# Problem details
In the material below, identify each line bearing the word "static". Reproduce those lines.

# Data supplied
- Opening Delimiter -

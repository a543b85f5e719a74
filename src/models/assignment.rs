use std::collections::BTreeMap;
use std::fmt;

use tracing::{debug, warn};

use crate::canvas::dto::non_empty;
use crate::canvas::{
    AssignmentFields, AssignmentRequest, CanvasClient, OverrideFields, OverrideRequest,
    RawAssignment, RawOverride,
};
use crate::error::AppError;
use crate::models::section::{LabSection, is_lab};

/// One lab section's view of an assignment.
#[derive(Debug, Clone, PartialEq)]
pub struct SectionEntry {
    pub section_id: u64,
    pub name: String,
    /// Due date carried by this section's override, if it has one.
    pub due: Option<String>,
    pub override_id: Option<u64>,
}

impl SectionEntry {
    pub fn has_override(&self) -> bool {
        self.override_id.is_some()
    }
}

/// Fields readable through [`Assignment::get`].
#[derive(Debug, Clone, Copy, PartialEq, Eq)]
pub enum Field {
    Name,
    Due,
    Id,
    Overrides,
    Muted,
    Published,
    Unlock,
    Lock,
    /// Effective due date for one section.
    Section(u64),
}

#[derive(Debug, Clone, PartialEq)]
pub enum FieldValue {
    Text(String),
    Flag(bool),
    Id(u64),
    Overrides(Vec<RawOverride>),
}

impl fmt::Display for FieldValue {
    fn fmt(&self, f: &mut fmt::Formatter<'_>) -> fmt::Result {
        match self {
            FieldValue::Text(text) => f.write_str(text),
            FieldValue::Flag(flag) => f.write_str(if *flag { "1" } else { "0" }),
            FieldValue::Id(id) => write!(f, "{}", id),
            FieldValue::Overrides(overrides) => write!(f, "{} overrides", overrides.len()),
        }
    }
}

/// An assignment (or quiz assignment) as Canvas currently has it.
///
/// Every lab section of the course has an entry in `sections`, whether or
/// not an override exists for it.
#[derive(Debug, Clone)]
pub struct Assignment {
    pub id: u64,
    pub name: String,
    pub due: Option<String>,
    pub unlock: Option<String>,
    pub lock: Option<String>,
    pub published: bool,
    pub muted: bool,
    pub overrides: Vec<RawOverride>,
    pub sections: Vec<SectionEntry>,
}

impl Assignment {
    /// Builds the assignment from its raw payload and override list.
    /// Overrides that are not titled as labs or that target a section
    /// outside `lab_sections` are dropped.
    pub fn new(raw: RawAssignment, overrides: Vec<RawOverride>, lab_sections: &[LabSection]) -> Self {
        let mut sections: Vec<SectionEntry> = lab_sections
            .iter()
            .map(|s| SectionEntry {
                section_id: s.id,
                name: s.name.clone(),
                due: None,
                override_id: None,
            })
            .collect();

        let mut kept = Vec::new();
        for o in overrides {
            if !is_lab(&o.title) {
                continue;
            }
            let entry = o
                .course_section_id
                .and_then(|id| sections.iter_mut().find(|s| s.section_id == id));
            match entry {
                Some(entry) => {
                    entry.due = o.due_at.clone();
                    entry.override_id = Some(o.id);
                    kept.push(o);
                }
                None => debug!(
                    "Ignoring override {} on \"{}\": not a lab section",
                    o.id, raw.name
                ),
            }
        }

        Self {
            id: raw.id,
            name: raw.name,
            due: raw.due_at,
            unlock: raw.unlock_at,
            lock: raw.lock_at,
            published: raw.published,
            muted: raw.muted,
            overrides: kept,
            sections,
        }
    }

    pub fn section(&self, section_id: u64) -> Option<&SectionEntry> {
        self.sections.iter().find(|s| s.section_id == section_id)
    }

    pub fn get(&self, field: Field) -> Result<FieldValue, AppError> {
        let value = match field {
            Field::Name => FieldValue::Text(self.name.clone()),
            Field::Due => FieldValue::Text(text(&self.due)),
            Field::Id => FieldValue::Id(self.id),
            Field::Overrides => FieldValue::Overrides(self.overrides.clone()),
            Field::Muted => FieldValue::Flag(self.muted),
            Field::Published => FieldValue::Flag(self.published),
            Field::Unlock => FieldValue::Text(text(&self.unlock)),
            Field::Lock => FieldValue::Text(text(&self.lock)),
            Field::Section(id) => FieldValue::Text(self.effective_due(id)?),
        };
        Ok(value)
    }

    /// The date a section actually sees: its override's date when it has
    /// an override, otherwise the assignment due date. Empty when neither.
    pub fn effective_due(&self, section_id: u64) -> Result<String, AppError> {
        let entry = self.section(section_id).ok_or_else(|| {
            AppError::Lookup(format!(
                "section {} is not a lab section of \"{}\"",
                section_id, self.name
            ))
        })?;

        if entry.has_override() {
            Ok(text(&entry.due))
        } else {
            Ok(text(&self.due))
        }
    }

    /// The assignment's own values in candidate form.
    pub fn state(&self) -> AssignmentUpdate {
        AssignmentUpdate {
            name: self.name.clone(),
            due: text(&self.due),
            muted: self.muted,
            published: self.published,
            sections: self
                .sections
                .iter()
                .map(|s| (s.section_id, text(&s.due)))
                .collect(),
            lock: text(&self.lock),
            unlock: text(&self.unlock),
            single_due_date: self.overrides.is_empty(),
        }
    }

    pub fn compare(&self, other: &AssignmentUpdate) -> Comparison {
        Comparison {
            name: self.name == other.name,
            due: text(&self.due) == other.due,
            muted: self.muted == other.muted,
            published: self.published == other.published,
            sections: self.sections_match(&other.sections),
            lock: text(&self.lock) == other.lock,
            unlock: text(&self.unlock) == other.unlock,
        }
    }

    // A section with no override only matches an empty candidate.
    fn sections_match(&self, candidates: &BTreeMap<u64, String>) -> bool {
        candidates.iter().all(|(id, candidate)| match self.section(*id) {
            Some(entry) => text(&entry.due) == *candidate,
            None => false,
        })
    }

    /// Deletes every override this assignment carries. Failures are logged
    /// and skipped. Returns `(deleted, failed)`.
    pub async fn delete_overrides(&self, canvas: &dyn CanvasClient) -> (usize, usize) {
        let mut deleted = 0;
        let mut failed = 0;
        for o in &self.overrides {
            match canvas.delete_override(self.id, o.id).await {
                Ok(()) => deleted += 1,
                Err(e) => {
                    warn!(
                        "Failed to delete override {} of \"{}\": {}",
                        o.id, self.name, e
                    );
                    failed += 1;
                }
            }
        }
        (deleted, failed)
    }
}

impl fmt::Display for Assignment {
    fn fmt(&self, f: &mut fmt::Formatter<'_>) -> fmt::Result {
        writeln!(f, "{}", self.name)?;
        writeln!(f, "\tdue_date:\n\t\t{}", self.due.as_deref().unwrap_or("None"))?;
        writeln!(f, "\tsections:")?;
        for s in &self.sections {
            writeln!(f, "\t\t{}-> {}", s.name, s.due.as_deref().unwrap_or("None"))?;
        }
        writeln!(f, "\tpublished:\n\t\t{}", self.published)?;
        writeln!(f, "\tlock:\n\t\t{}", self.lock.as_deref().unwrap_or("None"))?;
        write!(f, "\tunlock:\n\t\t{}", self.unlock.as_deref().unwrap_or("None"))
    }
}

/// Candidate values for an assignment, read from one spreadsheet row.
/// Dates are ISO-8601 UTC strings, empty meaning "no date".
#[derive(Debug, Clone, PartialEq)]
pub struct AssignmentUpdate {
    pub name: String,
    pub due: String,
    pub muted: bool,
    pub published: bool,
    pub sections: BTreeMap<u64, String>,
    pub lock: String,
    pub unlock: String,
    /// All sections share `due`; no overrides are needed.
    pub single_due_date: bool,
}

impl AssignmentUpdate {
    /// The override to create for `section_id`, or `None` when the section
    /// is covered by the shared due date or has no date.
    pub fn override_request(&self, section_id: u64) -> Option<OverrideRequest> {
        if self.single_due_date {
            return None;
        }
        let due = self.sections.get(&section_id).filter(|d| !d.is_empty())?;
        Some(OverrideRequest {
            assignment_override: OverrideFields {
                course_section_id: section_id,
                due_at: Some(due.clone()),
                lock_at: non_empty(&self.lock),
                unlock_at: non_empty(&self.unlock),
            },
        })
    }

    pub fn assignment_request(&self) -> AssignmentRequest {
        AssignmentRequest {
            assignment: AssignmentFields {
                name: self.name.clone(),
                due_at: non_empty(&self.due),
                muted: self.muted,
                published: self.published,
                lock_at: non_empty(&self.lock),
                unlock_at: non_empty(&self.unlock),
            },
        }
    }
}

/// Per-field result of [`Assignment::compare`]; `true` means unchanged.
#[derive(Debug, Clone, Copy, PartialEq, Eq)]
pub struct Comparison {
    pub name: bool,
    pub due: bool,
    pub muted: bool,
    pub published: bool,
    pub sections: bool,
    pub lock: bool,
    pub unlock: bool,
}

impl Comparison {
    pub fn entries(&self) -> [(&'static str, bool); 7] {
        [
            ("name", self.name),
            ("due", self.due),
            ("muted", self.muted),
            ("published", self.published),
            ("sections", self.sections),
            ("lock", self.lock),
            ("unlock", self.unlock),
        ]
    }

    pub fn is_unchanged(&self) -> bool {
        self.entries().iter().all(|(_, same)| *same)
    }

    pub fn changed_fields(&self) -> Vec<&'static str> {
        self.entries()
            .iter()
            .filter(|(_, same)| !same)
            .map(|(name, _)| *name)
            .collect()
    }
}

fn text(value: &Option<String>) -> String {
    value.clone().unwrap_or_default()
}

- Closing Delimiter -

# Output below
    pub fn entries(&self) -> [(&'static str, bool); 7] {
    pub fn changed_fields(&self) -> Vec<&'static str> {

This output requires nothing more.